This week the United States is on track for the lowest number of new cases since June, when matters got out of hand. The first four days of the week have averaged 29,000 new cases per day. With the caveat that the Labor Day weekend might yet skew the numbers upward, we’re on track for an average of 30-35,000. Further, the U.S. testing positivity rate has dropped to 5.2% (a running seven-day average), its lowest level since late June. (It had been stuck at between 8-9% beginning mid-July.) Twelve states plus the District of Columbia now meet the 3% positivity or less level where, according to CDC director Dr. Robert Redfield and others, testing and tracking won’t be overwhelmed and, so, can be successful. Seven more states are below the WHO 5% level. The country as a whole is very close to that goal, except for three outlier cases — North Dakota, Alabama and South Dakota — which recently exploded up to levels of 17.5-20.8% positivity.
Having finally gotten back to the June levels, we’re in position to drive for the level of 10,000 new cases per day, and 3.0% positivity, where testing, tracking, isolating can work — especially if supplemented with vaccines to come online. This week, a new report, “A National Decision Point: Effective Testing and Screening for Covid-19,” came out, produced by the Margolis Center for Health Policy at Duke University. It’s part of the Rockefeller Foundation efforts on massive gearing up of testing. Their president, Dr. Rajiv J. Shah, usefully stressed: “Six months into this pandemic, the United States is at a crucial moment. Despite months of planning, many schools and universities were unable to open this fall for in-person learning. Many families and businesses that muddled through the first six months of the pandemic are nearing breaking points. Closing the gap between the testing that’s available and what’s needed is a critical next step.”
The study addresses screening test strategies to roll back the virus. The founding Director of the Margolis Center Dr. Mark McClellan explained: “There has been a lot of confusion about whether and how to test people without symptoms to contain outbreaks. As Covid tests become more widely available, it’s time to resolve some of the uncertainty, to help public health decision-makers understand how many tests will be needed and how to use them. Knowing how best to deploy Covid tests will help students return to school safely and protect people at high risk, such as nursing home residents and many essential workers.”

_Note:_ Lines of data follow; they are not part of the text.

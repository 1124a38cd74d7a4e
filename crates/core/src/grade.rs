//! Recommendation grade constants and the automated grade table.

use serde::Serialize;

/// Safe and low-competition; produce it.
pub const GRADE_S: &str = "S";
/// Good pick.
pub const GRADE_A: &str = "A";
/// Decent pick.
pub const GRADE_B: &str = "B";
/// Choose carefully.
pub const GRADE_C: &str = "C";
/// Risky.
pub const GRADE_D: &str = "D";
/// Look elsewhere.
pub const GRADE_F: &str = "F";
/// Not enough data for a trusted grade; automated score is reference only.
pub const GRADE_UNRATED: &str = "?";

/// A grade with its fixed emoji/description pair, as shown to creators.
#[derive(Debug, Clone, Copy, PartialEq, Eq, Serialize)]
pub struct Recommendation {
    pub grade: &'static str,
    pub emoji: &'static str,
    pub description: &'static str,
}

/// Map an automated combined score (plus its components) to a grade.
///
/// First match wins:
/// - S: combined >= 9, or safety >= 8 and competition >= 8 together
/// - A: combined >= 8
/// - B: combined >= 7
/// - C: combined >= 6
/// - D: combined >= 5
/// - F: everything else
pub fn recommendation_for(combined: f64, safety: u8, competition: u8) -> Recommendation {
    if combined >= 9.0 || (safety >= 8 && competition >= 8) {
        Recommendation {
            grade: GRADE_S,
            emoji: "🌟",
            description: "Safe with low competition",
        }
    } else if combined >= 8.0 {
        Recommendation {
            grade: GRADE_A,
            emoji: "✨",
            description: "A good title to produce",
        }
    } else if combined >= 7.0 {
        Recommendation {
            grade: GRADE_B,
            emoji: "👍",
            description: "A reasonable choice",
        }
    } else if combined >= 6.0 {
        Recommendation {
            grade: GRADE_C,
            emoji: "🤔",
            description: "Choose carefully",
        }
    } else if combined >= 5.0 {
        Recommendation {
            grade: GRADE_D,
            emoji: "⚠️",
            description: "Carries real risk",
        }
    } else {
        Recommendation {
            grade: GRADE_F,
            emoji: "❌",
            description: "Look for another title",
        }
    }
}

#[cfg(test)]
mod tests {
    use super::*;

    #[test]
    fn high_combined_is_s() {
        assert_eq!(recommendation_for(9.0, 7, 7).grade, GRADE_S);
        assert_eq!(recommendation_for(9.4, 0, 0).grade, GRADE_S);
    }

    #[test]
    fn balanced_high_components_are_s() {
        // Combined below 9 but both components at 8 still earn S.
        assert_eq!(recommendation_for(8.0, 8, 8).grade, GRADE_S);
    }

    #[test]
    fn grade_ladder() {
        assert_eq!(recommendation_for(8.5, 7, 7).grade, GRADE_A);
        assert_eq!(recommendation_for(7.2, 6, 6).grade, GRADE_B);
        assert_eq!(recommendation_for(6.0, 5, 5).grade, GRADE_C);
        assert_eq!(recommendation_for(5.9, 5, 5).grade, GRADE_D);
        assert_eq!(recommendation_for(4.9, 4, 4).grade, GRADE_F);
    }

    #[test]
    fn every_grade_has_emoji_and_description() {
        for combined in [9.5, 8.5, 7.5, 6.5, 5.5, 1.0] {
            let rec = recommendation_for(combined, 5, 5);
            assert!(!rec.emoji.is_empty());
            assert!(!rec.description.is_empty());
        }
    }
}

The report calls for a testing capability of 200 million per month. Presently, the U.S. crash program Rapid Acceleration of Diagnostics (RADx), means to have 70-90 million capacity by the end of September and 180 million by the end of the year. We’ve been functioning through the summer with about a 25 million capacity, so this an excellent start for a transformed October-December. RAD, plus Operation Warp Speed, the crash program for vaccines, is at lift-off — providing Americans a rational basis for optimism — infectious optimism.